Bisnis.com, JAKARTA - Aturan pengetatan kredit kepemilikan rumah (KPR) inden bagi rumah kedua dan seterusnya, serta pembatasan loan to value (rasio kredit terhadap aset) dinilai cukup efektif dalam meredam tingkat spekulasi di sektor properti.
Associate Director Consultancy and Research Knight Frank, Hasan Pamudji mengatakan dalam beberapa bulan terakhir terjadi penurunan tingkat investasi properti dengan jangka waktu yang singkat dibandingkan dengan keadaan sebelum adanya kontrol regulasi tersebut.
Hal itu, lanjutnya, didukung dengan pengetatan pengeluaran kredit oleh pihak perbankan di berbagai sektor lainnya.
“Bukan hanya dari segi pinjaman rumah, juga kredit mobil dan segala pinjamannya.

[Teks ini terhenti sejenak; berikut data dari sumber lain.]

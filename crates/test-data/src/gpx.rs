//! GPX file generation from track points.
//!
//! Writes GPX 1.1 with heart rate in Garmin `TrackPointExtension` blocks, the
//! layout produced by most watches and accepted by the GPX decoder.

use std::fmt::Write;

use time::format_description::well_known::Rfc3339;

use crate::TrackPointData;

/// Generates a single-segment GPX document.
pub fn generate_gpx(points: &[TrackPointData], activity_name: &str) -> Vec<u8> {
    generate_gpx_segments(&[points], activity_name, Some("running"))
}

/// Generates a GPX document with one `<trkseg>` per slice, in order.
///
/// Points with a heart rate get a `TrackPointExtension`; points without one
/// get no `<extensions>` element at all.
pub fn generate_gpx_segments(
    segments: &[&[TrackPointData]],
    activity_name: &str,
    activity_type: Option<&str>,
) -> Vec<u8> {
    let mut gpx = String::new();

    gpx.push_str(r#"<?xml version="1.0" encoding="UTF-8"?>"#);
    gpx.push('\n');
    gpx.push_str(r#"<gpx version="1.1" creator="nicerun-test-data""#);
    gpx.push_str(r#" xmlns="http://www.topografix.com/GPX/1/1""#);
    gpx.push_str(r#" xmlns:gpxtpx="http://www.garmin.com/xmlschemas/TrackPointExtension/v1""#);
    gpx.push_str(r#" xmlns:xsi="http://www.w3.org/2001/XMLSchema-instance""#);
    gpx.push_str(r#" xsi:schemaLocation="http://www.topografix.com/GPX/1/1 http://www.topografix.com/GPX/1/1/gpx.xsd">"#);
    gpx.push('\n');

    gpx.push_str("  <trk>\n");
    let _ = writeln!(gpx, "    <name>{}</name>", escape_xml(activity_name));
    if let Some(kind) = activity_type {
        let _ = writeln!(gpx, "    <type>{}</type>", escape_xml(kind));
    }

    for segment in segments {
        gpx.push_str("    <trkseg>\n");
        for point in *segment {
            write_point(&mut gpx, point);
        }
        gpx.push_str("    </trkseg>\n");
    }

    gpx.push_str("  </trk>\n");
    gpx.push_str("</gpx>\n");

    gpx.into_bytes()
}

fn write_point(gpx: &mut String, point: &TrackPointData) {
    let _ = writeln!(
        gpx,
        r#"      <trkpt lat="{:.7}" lon="{:.7}">"#,
        point.lat, point.lon
    );
    if let Some(ele) = point.elevation {
        let _ = writeln!(gpx, "        <ele>{ele:.2}</ele>");
    }
    let _ = writeln!(
        gpx,
        "        <time>{}</time>",
        point.timestamp.format(&Rfc3339).unwrap_or_default()
    );
    if let Some(hr) = point.heart_rate {
        gpx.push_str("        <extensions>\n");
        let _ = writeln!(
            gpx,
            "          <gpxtpx:TrackPointExtension><gpxtpx:hr>{hr}</gpxtpx:hr></gpxtpx:TrackPointExtension>"
        );
        gpx.push_str("        </extensions>\n");
    }
    gpx.push_str("      </trkpt>\n");
}

/// Escapes XML special characters in a string.
fn escape_xml(s: &str) -> String {
    s.replace('&', "&amp;")
        .replace('<', "&lt;")
        .replace('>', "&gt;")
        .replace('"', "&quot;")
        .replace('\'', "&apos;")
}
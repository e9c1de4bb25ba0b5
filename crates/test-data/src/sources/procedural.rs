//! Procedural track generation.

use nicerun::geo_utils::haversine;
use rand::Rng;
use rand_distr::{Distribution, Normal};
use time::{Duration, OffsetDateTime, macros::datetime};

use crate::TrackPointData;
use crate::config::{BoundingBox, Region};
use crate::profiles::{self, AthleteProfile};
use crate::terrain::{ElevationGenerator, add_elevation_jitter};

/// Configuration for procedural track generation.
#[derive(Debug, Clone)]
pub struct TrackConfig {
    /// Target distance in meters.
    pub distance_meters: f64,
    /// Starting point (lat, lon). If None, random within bounds.
    pub start_point: Option<(f64, f64)>,
    pub start_time: OffsetDateTime,
    /// Geographic bounds for the track.
    pub bounds: BoundingBox,
    /// GPS position jitter standard deviation in meters.
    pub gps_jitter_m: f64,
    /// GPS elevation jitter standard deviation in meters.
    pub elevation_jitter_m: f64,
    /// Approximate distance between track points in meters.
    pub point_spacing_m: f64,
    /// Probability of inserting a pause (0.0 - 1.0).
    pub pause_probability: f64,
    /// Duration range for pauses (min, max) in seconds.
    pub pause_duration_range: (f64, f64),
    /// Record heart rate from the athlete profile.
    pub heart_rate: bool,
}

impl Default for TrackConfig {
    fn default() -> Self {
        Self {
            distance_meters: 5000.0,
            start_point: None,
            start_time: datetime!(2020-06-07 22:54:50 UTC),
            bounds: Region::DANDENONGS,
            gps_jitter_m: 3.0,
            elevation_jitter_m: 5.0,
            point_spacing_m: 10.0,
            pause_probability: 0.02,
            pause_duration_range: (30.0, 180.0),
            heart_rate: true,
        }
    }
}

/// Generates synthetic GPS tracks with realistic characteristics.
pub struct ProceduralGenerator {
    config: TrackConfig,
    elevation: ElevationGenerator,
}

impl ProceduralGenerator {
    pub fn new(seed: u32) -> Self {
        Self {
            config: TrackConfig::default(),
            elevation: ElevationGenerator::dandenongs(seed),
        }
    }

    /// Creates a generator for a specific region.
    pub fn for_region(bounds: BoundingBox, seed: u32) -> Self {
        Self {
            config: TrackConfig {
                bounds,
                ..Default::default()
            },
            elevation: ElevationGenerator::new(seed),
        }
    }

    /// Sets the target distance.
    pub fn with_distance(mut self, meters: f64) -> Self {
        self.config.distance_meters = meters;
        self
    }

    /// Sets the starting point.
    pub fn with_start(mut self, lat: f64, lon: f64) -> Self {
        self.config.start_point = Some((lat, lon));
        self
    }

    pub fn with_start_time(mut self, start_time: OffsetDateTime) -> Self {
        self.config.start_time = start_time;
        self
    }

    /// Sets GPS jitter amount.
    pub fn with_gps_jitter(mut self, meters: f64) -> Self {
        self.config.gps_jitter_m = meters;
        self
    }

    /// Sets the elevation generator.
    pub fn with_elevation(mut self, elevation: ElevationGenerator) -> Self {
        self.elevation = elevation;
        self
    }

    /// Sets point spacing.
    pub fn with_point_spacing(mut self, meters: f64) -> Self {
        self.config.point_spacing_m = meters;
        self
    }

    /// Sets pause parameters.
    pub fn with_pauses(mut self, probability: f64, min_sec: f64, max_sec: f64) -> Self {
        self.config.pause_probability = probability;
        self.config.pause_duration_range = (min_sec, max_sec);
        self
    }

    pub fn without_heart_rate(mut self) -> Self {
        self.config.heart_rate = false;
        self
    }

    /// Generates a track using the specified athletic profile.
    ///
    /// The profile determines speeds and heart rate based on terrain grade.
    pub fn generate(&self, profile: &dyn AthleteProfile, rng: &mut impl Rng) -> Vec<TrackPointData> {
        let start = self
            .config
            .start_point
            .unwrap_or_else(|| self.config.bounds.random_point(rng));

        let path = self.generate_path(start, rng);
        let points = self.apply_timing(path, profile, rng);
        tracing::debug!("Generated {} track points", points.len());
        points
    }

    /// Generates a simple path (coordinates only, no timing).
    pub fn generate_path(&self, start: (f64, f64), rng: &mut impl Rng) -> Vec<(f64, f64)> {
        let mut path = vec![start];
        let mut current = start;
        let mut total_distance = 0.0;

        // Random walk with some momentum
        let mut heading = rng.gen_range(0.0..std::f64::consts::TAU);

        while total_distance < self.config.distance_meters {
            heading += rng.gen_range(-0.3..0.3);
            let step = self.config.point_spacing_m * rng.gen_range(0.8..1.2);

            // 1 degree of latitude is ~111km
            let lat_delta = (step * heading.cos()) / 111_000.0;
            let lon_delta = (step * heading.sin()) / (111_000.0 * current.0.to_radians().cos());

            let (next_lat, next_lon, bounced_heading) =
                self.apply_bounds(current.0 + lat_delta, current.1 + lon_delta, heading);
            heading = bounced_heading;

            current = (next_lat, next_lon);
            path.push(current);
            total_distance += step;
        }

        path
    }

    /// Applies bounds checking with heading reversal.
    fn apply_bounds(&self, lat: f64, lon: f64, heading: f64) -> (f64, f64, f64) {
        let b = &self.config.bounds;
        let mut new_heading = heading;

        let lat = if lat < b.min_lat {
            new_heading = std::f64::consts::PI - heading;
            b.min_lat + (b.min_lat - lat).min(0.001)
        } else if lat > b.max_lat {
            new_heading = std::f64::consts::PI - heading;
            b.max_lat - (lat - b.max_lat).min(0.001)
        } else {
            lat
        };

        let lon = if lon < b.min_lon {
            new_heading = -heading;
            b.min_lon + (b.min_lon - lon).min(0.001)
        } else if lon > b.max_lon {
            new_heading = -heading;
            b.max_lon - (lon - b.max_lon).min(0.001)
        } else {
            lon
        };

        (lat, lon, new_heading)
    }

    /// Applies timing, elevation and heart rate to a path.
    fn apply_timing(
        &self,
        path: Vec<(f64, f64)>,
        profile: &dyn AthleteProfile,
        rng: &mut impl Rng,
    ) -> Vec<TrackPointData> {
        let jitter = Normal::new(0.0, self.config.gps_jitter_m / 111_000.0).ok();

        let mut result = Vec::with_capacity(path.len());
        let mut timestamp = self.config.start_time;
        let mut heart_rate = profile.resting_hr() + 20.0;

        for (i, &(lat, lon)) in path.iter().enumerate() {
            let curr_elev = self.elevation.terrain_height(lat, lon);

            if i > 0 {
                let (prev_lat, prev_lon) = path[i - 1];
                let distance = haversine((prev_lat, prev_lon), (lat, lon)) * 1000.0;
                let prev_elev = self.elevation.terrain_height(prev_lat, prev_lon);
                let grade = if distance > 0.0 {
                    (curr_elev - prev_elev) / distance
                } else {
                    0.0
                };

                let variance = profiles::sample_variance(profile, rng);
                let speed = profiles::speed_at_grade(profile, grade, variance);

                let pause_seconds = if rng.r#gen::<f64>() < self.config.pause_probability {
                    let (min, max) = self.config.pause_duration_range;
                    rng.gen_range(min..=max)
                } else {
                    0.0
                };
                timestamp += Duration::seconds_f64(distance / speed + pause_seconds);

                // Heart rate drifts toward the steady state for this effort
                // and recovers during pauses.
                let target = if pause_seconds > 0.0 {
                    profile.resting_hr()
                } else {
                    profile.heart_rate_at(speed, grade)
                };
                heart_rate += (target - heart_rate) * 0.2;
            }

            result.push(TrackPointData {
                lat: lat + sample_or_zero(jitter, rng),
                lon: lon + sample_or_zero(jitter, rng),
                elevation: Some(add_elevation_jitter(
                    curr_elev,
                    rng,
                    self.config.elevation_jitter_m,
                )),
                timestamp,
                heart_rate: self.config.heart_rate.then(|| heart_rate.round() as i32),
            });
        }

        result
    }
}

fn sample_or_zero(dist: Option<Normal<f64>>, rng: &mut impl Rng) -> f64 {
    dist.map_or(0.0, |n| n.sample(rng))
}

Perbankan cukup prudent, juga melihat lokasi dan juga sektornya properti yang akan diberikan kredit,” katanya kepada Bisnis.com, Senin (14/4/2014).
Berdasarkan segmen kelas, dia mengungkapkan aturan BI memberikan dampak yang cukup terasa bagi kelas bawah sebab disertai tingkat suku bunga yang cukup tinggi.
Sementara untuk kelas atas, dia mengungkapkan tingkat spekulasi di sektor properti cenderung melambat dibandingkan 2013.
Walaupun begitu, dia menilai perlambatan itu tidak terlalu dipengaruhi oleh regulasi BI, sebab juga dipicu oleh berbagai faktor lainnya, seperti kondisi makro ekonomi yang memengaruhi daya beli masyarakat.
“Yang kelas atas tidak mau repot dengan berbelitnya cicilan KPR. Lalu, developer juga punya tawaran insentif pembayaran yang terjangkau bagi pembeli kelas atas,” imbuhnya.